ABOUT THIS TASK: Only lines containing the string "Severe" belong in the answer; copy all of them from the entries.

GIVEN INFORMATION:

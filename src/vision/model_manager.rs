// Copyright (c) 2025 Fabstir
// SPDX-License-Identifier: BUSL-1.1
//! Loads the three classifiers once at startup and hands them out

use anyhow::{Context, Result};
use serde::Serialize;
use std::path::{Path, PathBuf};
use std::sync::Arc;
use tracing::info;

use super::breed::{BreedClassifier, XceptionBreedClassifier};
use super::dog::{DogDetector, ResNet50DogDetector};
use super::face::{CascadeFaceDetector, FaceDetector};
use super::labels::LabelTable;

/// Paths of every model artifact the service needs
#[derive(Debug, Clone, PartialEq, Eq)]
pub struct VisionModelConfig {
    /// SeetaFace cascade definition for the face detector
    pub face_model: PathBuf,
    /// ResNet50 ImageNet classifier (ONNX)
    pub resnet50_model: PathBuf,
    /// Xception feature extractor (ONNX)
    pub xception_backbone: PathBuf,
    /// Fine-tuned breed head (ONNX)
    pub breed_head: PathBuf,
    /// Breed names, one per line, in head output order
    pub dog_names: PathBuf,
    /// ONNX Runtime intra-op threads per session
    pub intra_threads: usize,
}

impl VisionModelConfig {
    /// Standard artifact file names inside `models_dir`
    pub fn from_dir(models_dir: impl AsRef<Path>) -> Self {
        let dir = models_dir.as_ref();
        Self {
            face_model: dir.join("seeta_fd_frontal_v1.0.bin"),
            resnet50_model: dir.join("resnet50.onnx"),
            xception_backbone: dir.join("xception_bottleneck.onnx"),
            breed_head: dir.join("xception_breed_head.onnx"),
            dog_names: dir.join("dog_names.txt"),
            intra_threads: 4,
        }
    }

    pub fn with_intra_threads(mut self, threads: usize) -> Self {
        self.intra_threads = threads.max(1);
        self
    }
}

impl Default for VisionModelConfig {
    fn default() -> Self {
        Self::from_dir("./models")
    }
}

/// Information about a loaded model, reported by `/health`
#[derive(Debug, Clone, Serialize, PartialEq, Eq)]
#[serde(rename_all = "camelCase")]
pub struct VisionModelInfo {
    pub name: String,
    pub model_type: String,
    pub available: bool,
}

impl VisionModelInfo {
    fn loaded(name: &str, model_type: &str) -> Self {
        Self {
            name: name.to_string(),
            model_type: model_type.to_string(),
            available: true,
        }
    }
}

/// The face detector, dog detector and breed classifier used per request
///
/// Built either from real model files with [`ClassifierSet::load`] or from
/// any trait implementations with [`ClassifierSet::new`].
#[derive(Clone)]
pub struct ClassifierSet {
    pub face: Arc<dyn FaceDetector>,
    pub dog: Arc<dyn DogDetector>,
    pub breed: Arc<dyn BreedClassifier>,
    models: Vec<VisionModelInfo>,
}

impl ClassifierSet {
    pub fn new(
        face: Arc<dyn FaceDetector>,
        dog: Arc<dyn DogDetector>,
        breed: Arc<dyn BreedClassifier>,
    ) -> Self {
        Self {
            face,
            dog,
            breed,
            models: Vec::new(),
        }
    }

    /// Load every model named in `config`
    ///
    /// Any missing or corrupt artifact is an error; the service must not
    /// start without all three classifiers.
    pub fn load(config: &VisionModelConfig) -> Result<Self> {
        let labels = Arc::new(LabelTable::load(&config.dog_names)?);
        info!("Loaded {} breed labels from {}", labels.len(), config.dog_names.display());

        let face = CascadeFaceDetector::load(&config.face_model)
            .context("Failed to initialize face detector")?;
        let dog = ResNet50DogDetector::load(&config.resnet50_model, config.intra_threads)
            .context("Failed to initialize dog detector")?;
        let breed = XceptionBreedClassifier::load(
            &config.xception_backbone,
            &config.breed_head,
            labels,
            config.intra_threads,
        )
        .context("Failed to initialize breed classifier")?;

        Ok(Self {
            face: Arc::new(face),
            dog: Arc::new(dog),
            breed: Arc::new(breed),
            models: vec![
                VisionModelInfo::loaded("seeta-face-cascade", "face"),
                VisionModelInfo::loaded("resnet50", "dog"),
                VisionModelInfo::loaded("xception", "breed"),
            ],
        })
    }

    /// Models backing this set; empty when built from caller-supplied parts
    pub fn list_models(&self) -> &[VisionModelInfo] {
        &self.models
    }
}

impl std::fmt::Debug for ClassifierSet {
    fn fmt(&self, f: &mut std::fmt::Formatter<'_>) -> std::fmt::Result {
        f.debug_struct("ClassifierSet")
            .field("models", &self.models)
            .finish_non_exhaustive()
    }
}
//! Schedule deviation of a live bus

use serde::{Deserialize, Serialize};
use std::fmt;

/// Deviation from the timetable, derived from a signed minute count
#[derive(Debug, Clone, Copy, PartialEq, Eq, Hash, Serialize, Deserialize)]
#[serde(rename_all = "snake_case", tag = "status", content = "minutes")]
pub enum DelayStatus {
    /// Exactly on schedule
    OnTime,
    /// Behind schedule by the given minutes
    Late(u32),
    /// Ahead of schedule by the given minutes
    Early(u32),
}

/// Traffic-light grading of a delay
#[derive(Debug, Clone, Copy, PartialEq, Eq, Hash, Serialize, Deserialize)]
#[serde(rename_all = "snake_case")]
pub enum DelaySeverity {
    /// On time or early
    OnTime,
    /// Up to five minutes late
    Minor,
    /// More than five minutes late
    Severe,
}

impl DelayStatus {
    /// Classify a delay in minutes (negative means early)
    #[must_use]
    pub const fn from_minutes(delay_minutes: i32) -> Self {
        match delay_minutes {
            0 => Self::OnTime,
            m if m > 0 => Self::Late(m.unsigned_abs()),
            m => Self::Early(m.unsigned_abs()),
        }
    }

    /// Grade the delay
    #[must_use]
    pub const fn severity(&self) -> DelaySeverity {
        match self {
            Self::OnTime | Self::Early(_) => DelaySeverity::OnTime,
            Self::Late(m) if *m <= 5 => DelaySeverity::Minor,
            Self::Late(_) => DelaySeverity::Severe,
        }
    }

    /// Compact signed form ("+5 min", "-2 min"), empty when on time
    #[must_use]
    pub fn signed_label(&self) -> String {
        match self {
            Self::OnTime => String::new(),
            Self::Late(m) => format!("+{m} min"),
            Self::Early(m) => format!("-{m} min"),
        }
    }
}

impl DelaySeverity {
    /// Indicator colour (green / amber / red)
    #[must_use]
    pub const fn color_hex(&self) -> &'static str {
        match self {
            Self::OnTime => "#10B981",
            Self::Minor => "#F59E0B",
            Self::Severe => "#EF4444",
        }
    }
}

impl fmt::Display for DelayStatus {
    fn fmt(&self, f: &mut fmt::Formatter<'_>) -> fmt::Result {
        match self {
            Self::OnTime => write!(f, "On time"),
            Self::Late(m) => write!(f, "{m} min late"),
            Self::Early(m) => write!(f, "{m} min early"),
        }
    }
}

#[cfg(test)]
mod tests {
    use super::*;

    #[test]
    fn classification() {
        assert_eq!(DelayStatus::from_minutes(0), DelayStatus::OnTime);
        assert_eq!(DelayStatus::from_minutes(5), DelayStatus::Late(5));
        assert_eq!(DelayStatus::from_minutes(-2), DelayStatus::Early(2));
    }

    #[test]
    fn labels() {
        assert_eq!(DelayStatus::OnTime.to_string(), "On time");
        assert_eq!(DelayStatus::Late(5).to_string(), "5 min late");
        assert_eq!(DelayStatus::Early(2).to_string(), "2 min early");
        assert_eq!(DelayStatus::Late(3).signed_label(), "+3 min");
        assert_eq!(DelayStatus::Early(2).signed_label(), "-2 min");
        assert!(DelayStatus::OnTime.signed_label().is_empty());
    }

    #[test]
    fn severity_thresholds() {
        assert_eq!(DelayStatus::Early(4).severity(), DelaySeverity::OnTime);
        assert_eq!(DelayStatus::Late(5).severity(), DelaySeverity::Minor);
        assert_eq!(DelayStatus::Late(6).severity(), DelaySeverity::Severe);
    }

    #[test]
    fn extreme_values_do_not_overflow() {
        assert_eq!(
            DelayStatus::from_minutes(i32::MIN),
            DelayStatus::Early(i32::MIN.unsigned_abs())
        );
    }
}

---

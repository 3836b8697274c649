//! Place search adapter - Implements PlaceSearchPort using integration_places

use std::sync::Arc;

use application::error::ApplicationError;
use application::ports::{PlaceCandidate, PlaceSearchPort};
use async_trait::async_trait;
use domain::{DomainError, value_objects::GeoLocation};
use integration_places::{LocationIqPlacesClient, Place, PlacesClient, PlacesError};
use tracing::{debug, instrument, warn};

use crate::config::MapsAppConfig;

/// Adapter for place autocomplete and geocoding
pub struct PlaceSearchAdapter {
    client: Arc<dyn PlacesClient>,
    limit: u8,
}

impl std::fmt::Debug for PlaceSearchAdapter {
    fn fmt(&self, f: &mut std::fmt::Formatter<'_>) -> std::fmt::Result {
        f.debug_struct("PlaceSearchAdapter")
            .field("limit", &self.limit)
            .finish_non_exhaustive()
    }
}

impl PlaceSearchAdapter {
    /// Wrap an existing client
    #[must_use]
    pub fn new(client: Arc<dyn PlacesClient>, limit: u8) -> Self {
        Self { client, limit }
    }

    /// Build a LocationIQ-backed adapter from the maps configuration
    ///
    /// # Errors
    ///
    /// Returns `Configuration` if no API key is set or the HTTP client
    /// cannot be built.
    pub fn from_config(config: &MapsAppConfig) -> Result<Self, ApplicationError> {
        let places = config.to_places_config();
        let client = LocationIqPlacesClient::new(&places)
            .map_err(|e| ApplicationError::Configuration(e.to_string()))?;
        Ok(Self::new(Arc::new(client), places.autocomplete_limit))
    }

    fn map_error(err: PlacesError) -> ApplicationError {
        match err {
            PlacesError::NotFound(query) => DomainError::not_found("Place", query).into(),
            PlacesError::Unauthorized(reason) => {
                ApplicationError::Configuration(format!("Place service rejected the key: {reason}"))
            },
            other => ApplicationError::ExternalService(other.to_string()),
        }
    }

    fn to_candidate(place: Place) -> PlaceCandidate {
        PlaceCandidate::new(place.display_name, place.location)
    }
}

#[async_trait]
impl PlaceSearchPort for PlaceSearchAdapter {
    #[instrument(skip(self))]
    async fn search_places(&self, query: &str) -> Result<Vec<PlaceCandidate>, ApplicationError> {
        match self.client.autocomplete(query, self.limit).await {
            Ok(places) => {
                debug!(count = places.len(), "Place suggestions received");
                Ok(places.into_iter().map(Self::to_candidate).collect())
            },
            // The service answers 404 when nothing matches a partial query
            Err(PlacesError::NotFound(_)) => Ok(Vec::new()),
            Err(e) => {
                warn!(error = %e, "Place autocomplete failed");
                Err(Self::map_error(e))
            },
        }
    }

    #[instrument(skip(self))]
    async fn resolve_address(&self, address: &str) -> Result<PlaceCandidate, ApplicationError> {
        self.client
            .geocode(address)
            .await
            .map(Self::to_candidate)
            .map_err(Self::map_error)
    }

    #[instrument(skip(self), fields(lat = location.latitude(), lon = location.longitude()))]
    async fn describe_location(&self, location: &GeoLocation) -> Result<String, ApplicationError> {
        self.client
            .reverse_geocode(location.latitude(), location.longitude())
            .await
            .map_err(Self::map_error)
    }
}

EXPECTED ANSWER:
    Severe,
            Self::Late(_) => DelaySeverity::Severe,
            Self::Severe => "#EF4444",
        assert_eq!(DelayStatus::Late(6).severity(), DelaySeverity::Severe);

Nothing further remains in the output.